お金の使い方にも懸念がある。使うつもりがないのに集めた予算がかなり蓄積されている。その総額は16.6兆円になる。
基金は新型コロナウイルス対策関連事業で急増し、残高は2022年度末時点で計約16兆6千億円に上る。
野党は積み上がる基金を批判している。この対策として岸田総理は基金の基準見直しを表明した。いっけんいい話のように思えるのだが、政府がコロナ対策という名目でお金を集め使わずに溜め込んでいたということになる。どのような理由で誰が溜め込んだのかはよくわからないのだが、実際には徴収する必要のなかったお金を納めさせて景気対策などに使わずに取っておいたということだ。官僚は予算獲得が評価になり余剰予算にはマイナス評価がつくなどと言われる。現在は単年度予算方式なので予算を使ってしまう必要があるが基金は使い残しが認められる。つまり官僚たちが出世するために頑張りに頑張った蓄積が16.6兆円ということになる。
企業も資本金を溜め込んでいる。国内向けにビジネスをおこなっている企業の中には地方に法人事業税を納めたくないために資本金を減資し余剰金として溜め込んでいるところがある。政府も雇用維持の観点からすでにゾンビ化した企業に対して融資をおこなっているが政府投資だけで1兆円ほどが焦げつく可能性がある。日経新聞は民間も合わせると2兆円ほどが焦げ付くのではないかと予測している。
企業はできるだけ労働者に賃金を支払いたくない。
賃上げの動機として政府は節税を挙げている。つまり企業は自分達で持ち出してまで賃上げを行うつもりはないということになる。医療機関も同様の姿勢だ。財務省は積み上がった利益余剰を賃上げに使うべきだと言っているが医療機関は診療報酬を値上げしろと言っており議論は平行線だ。岸田総理は医師会の会長と面会し医師会に配慮する姿勢を示している。
結局、誰も未来に向けて投資をするつもりはない。誰かが何かをしてくれるのをひたすらに待っている。そんな状態だ。
再びGDP成長がマイナスに戻ってしまったが、蔓延するコストカット思考を見ると「これも当然なのかもしれない」と思う。
出口を目指す日銀総裁は「景気の回復は緩やかに続いている」としている。だが行動を起こすことはない。おそらくまだ確信が持てないのだろう。
実際には企業の設備投資や個人の消費などがマイナスになっている。予想より悪い結果で識者たちは気を揉んでいるようだ。だが、ここであまりネガティブなことを吹聴してしまうと悪い予測が自己実現しかねない。
岸田政権の基本戦略はGDPの成長が自分達の政策で起こったかのように錯誤させるものだったと思われる。
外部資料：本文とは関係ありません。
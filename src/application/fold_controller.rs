// ============================================================
// Layer 2 — Fold Controller
// ============================================================
// Drives one fold from Pending to Done.
//
//   Pending ──(marker present)──▶ SkippedResume ──▶ outcome from the log
//      │
//      └─(no marker)──▶ Training ──▶ epochs 1..=N ──▶ Done
//
// Per epoch, in this order:
//   train pass → validation pass → schedule step
//   → append the row and rewrite the whole log
//   → rule A: new best score?     keep weights, store the matrix
//   → rule B: new best accuracy?  keep weights
//
// After the last epoch the session saves the kept weights and
// only then is the completion marker written. Any error aborts
// the fold; rows already logged stay on disk.

use anyhow::Result;

use crate::domain::fold_state::{EpochRow, FoldOutcome, FoldState, SelectionCriterion};
use crate::domain::traits::{ArtifactStore, FoldSession};

pub struct FoldController<'a, S: ArtifactStore + ?Sized> {
    store:  &'a S,
    epochs: usize,
}

impl<'a, S: ArtifactStore + ?Sized> FoldController<'a, S> {
    pub fn new(store: &'a S, epochs: usize) -> Self {
        Self { store, epochs }
    }

    /// Run or resume fold `fold`. `open_session` is called only when
    /// the fold actually trains.
    pub fn run<'s, F>(&self, fold: usize, open_session: F) -> Result<FoldOutcome>
    where
        F: FnOnce() -> Result<Box<dyn FoldSession + 's>>,
    {
        if self.store.is_fold_complete(fold)? {
            let state = FoldState::from_log(fold, self.store.read_log(fold)?)?;
            let best  = state.primary();
            tracing::info!(
                "Fold {fold} already complete: val_loss={:.4} val_score={:.4} at epoch {}",
                best.loss, best.score, best.epoch
            );
            return Ok(state.outcome());
        }

        let mut session = open_session()?;
        let mut state   = FoldState::new(fold);
        state.begin_training();

        for epoch in 1..=self.epochs {
            let train = session.train_epoch(epoch)?;
            let valid = session.validate_epoch(epoch)?;
            let next_lr = session.advance_schedule(valid.metrics.loss);

            let verdict = state.record(EpochRow::new(epoch, &train, &valid.metrics));
            self.store.write_log(fold, state.log())?;

            if verdict.primary_improved {
                if let Some(aux) = &valid.aux {
                    self.store.write_aux(fold, aux)?;
                }
                session.snapshot_best(SelectionCriterion::Score);
                tracing::info!("Fold {fold} epoch {epoch}: best val_score {:.4}", valid.metrics.score);
            }
            if verdict.secondary_improved {
                session.snapshot_best(SelectionCriterion::Accuracy);
                tracing::info!("Fold {fold} epoch {epoch}: best val_ac_score {:.4}", valid.metrics.ac_score);
            }
            tracing::debug!("Fold {fold} epoch {epoch}: next lr {next_lr:.3e}");
        }

        session.finish(fold)?;
        self.store.mark_fold_complete(fold)?;
        state.finish();
        Ok(state.outcome())
    }
}

// ─── Scripted sessions for orchestration tests ───────────────────────────────
#[cfg(test)]
pub mod fake {
    use std::cell::RefCell;
    use std::rc::Rc;

    use anyhow::{bail, Result};
    use ndarray::Array2;

    use crate::domain::fold_state::{PhaseMetrics, SelectionCriterion};
    use crate::domain::traits::{FoldSession, ValidationOutcome};

    /// What a scripted session was asked to do, in order.
    #[derive(Debug, Clone, PartialEq)]
    pub enum Call {
        Train(usize),
        Validate(usize),
        Schedule,
        Snapshot(SelectionCriterion, usize),
        Finish(usize),
    }

    /// Replays one `(val_loss, val_score, val_ac_score)` triple per epoch.
    pub struct ScriptedSession {
        pub script:  Vec<(f64, f64, f64)>,
        pub fail_at: Option<usize>,
        pub calls:   Rc<RefCell<Vec<Call>>>,
        epoch:       usize,
    }

    impl ScriptedSession {
        pub fn new(script: Vec<(f64, f64, f64)>, calls: Rc<RefCell<Vec<Call>>>) -> Self {
            Self { script, fail_at: None, calls, epoch: 0 }
        }
    }

    impl FoldSession for ScriptedSession {
        fn train_epoch(&mut self, epoch: usize) -> Result<PhaseMetrics> {
            if self.fail_at == Some(epoch) {
                bail!("device lost at epoch {epoch}");
            }
            self.epoch = epoch;
            self.calls.borrow_mut().push(Call::Train(epoch));
            Ok(PhaseMetrics { loss: 1.0, score: 0.3, ac_score: 0.4, f1_score: 0.2 })
        }

        fn validate_epoch(&mut self, epoch: usize) -> Result<ValidationOutcome> {
            self.calls.borrow_mut().push(Call::Validate(epoch));
            let (loss, score, ac) = self.script[epoch - 1];
            Ok(ValidationOutcome {
                metrics: PhaseMetrics { loss, score, ac_score: ac, f1_score: 0.1 },
                aux:     Some(Array2::from_elem((2, 2), epoch as f32)),
            })
        }

        fn advance_schedule(&mut self, _val_loss: f64) -> f64 {
            self.calls.borrow_mut().push(Call::Schedule);
            1e-3
        }

        fn snapshot_best(&mut self, criterion: SelectionCriterion) {
            self.calls.borrow_mut().push(Call::Snapshot(criterion, self.epoch));
        }

        fn finish(&mut self, fold: usize) -> Result<()> {
            self.calls.borrow_mut().push(Call::Finish(fold));
            Ok(())
        }
    }
}
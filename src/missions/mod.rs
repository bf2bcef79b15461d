//! Guided missions: each lab is an ordered set of steps, and a tracker that
//! turns learner events into monotonic step completion.

mod step;
mod tracker;

pub use step::*;
pub use tracker::*;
だが、迷走する経済対策は国民の不安を呼び起こしただけだと評価して良いだろう。
- マイナスのGDP、成長のカギは?(NHK)
- 焦点:さえない内需、GDP下押し補えず デフレ脱却「宣言には距離」(Reuters)
- 実質GDP7─9月期は3期ぶりマイナス成長、賃金低迷が消費を圧迫(Reuters)
時事通信では支持率が過去最低を記録したが、毎日新聞でも支持率が低下しており不支持が7割に達したそうだ。内閣の支持率が上がらないのは当然なのだろうが、次が見つからないところには不安を感じる。誰かが流れを変えない限り「コストカット思考」が反転することはない。